** Source data follows **
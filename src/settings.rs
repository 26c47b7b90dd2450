use std::path::PathBuf;
use std::time::Duration;

use anyhow::{Context, Result};

use crate::args::Args;

/// Pause between attempts of a failing queue command.
const RETRY_DELAY: Duration = Duration::from_secs(5);

#[derive(thiserror::Error, Debug)]
pub enum Error {
    #[error("--workers must be at least 1")]
    NoWorkers,
    #[error("--queue-miss-limit must be at least 1")]
    NoMissLimit,
    #[error("--stagnation-limit must be at least 1")]
    NoStagnationLimit,
}

/// Settings are like Args, except all the logic has
/// been applied so e.g. defaults are added in.
#[derive(Debug, Clone)]
pub struct Settings {
    pub root: PathBuf,
    pub workflow: PathBuf,
    pub workers: usize,
    pub max_running: usize,
    pub max_ready: usize,
    pub interval: Duration,
    pub stagnation_limit: usize,
    pub queue_miss_limit: u32,
    pub command_retries: usize,
    pub retry_delay: Duration,
    pub once: bool,
    pub status_only: bool,
    pub dry_run: bool,
    pub verbose: u8,
}

impl Settings {
    /// Status-only and dry runs never touch the job tree.
    pub fn read_only(&self) -> bool {
        self.status_only || self.dry_run
    }
}

impl TryFrom<Args> for Settings {
    type Error = anyhow::Error;
    fn try_from(args: Args) -> Result<Self, Self::Error> {
        if args.workers == 0 {
            return Err(Error::NoWorkers.into());
        }
        if args.queue_miss_limit == 0 {
            return Err(Error::NoMissLimit.into());
        }
        if args.stagnation_limit == 0 {
            return Err(Error::NoStagnationLimit.into());
        }

        let root = PathBuf::from(&args.root)
            .canonicalize()
            .with_context(|| format!("while resolving root directory {:?}", args.root))?;
        let workflow = root.join(&args.workflow);

        Ok(Self {
            root,
            workflow,
            workers: args.workers,
            max_running: args.max_running,
            max_ready: args.max_ready,
            interval: Duration::from_secs(args.interval),
            stagnation_limit: args.stagnation_limit,
            queue_miss_limit: args.queue_miss_limit,
            command_retries: args.command_retries,
            retry_delay: RETRY_DELAY,
            once: args.once,
            status_only: args.status_only,
            dry_run: args.dry_run,
            verbose: args.verbose,
        })
    }
}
** End of Source data **
[Work instruction]
Could you reproduce exactly the lines of the entries above, from the one with "impl TryFrom<Args> for" through the one with "resolving root directory", and nothing else?

[Result below]
impl TryFrom<Args> for Settings {
    type Error = anyhow::Error;
    fn try_from(args: Args) -> Result<Self, Self::Error> {
        if args.workers == 0 {
            return Err(Error::NoWorkers.into());
        }
        if args.queue_miss_limit == 0 {
            return Err(Error::NoMissLimit.into());
        }
        if args.stagnation_limit == 0 {
            return Err(Error::NoStagnationLimit.into());
        }

        let root = PathBuf::from(&args.root)
            .canonicalize()
            .with_context(|| format!("while resolving root directory {:?}", args.root))?;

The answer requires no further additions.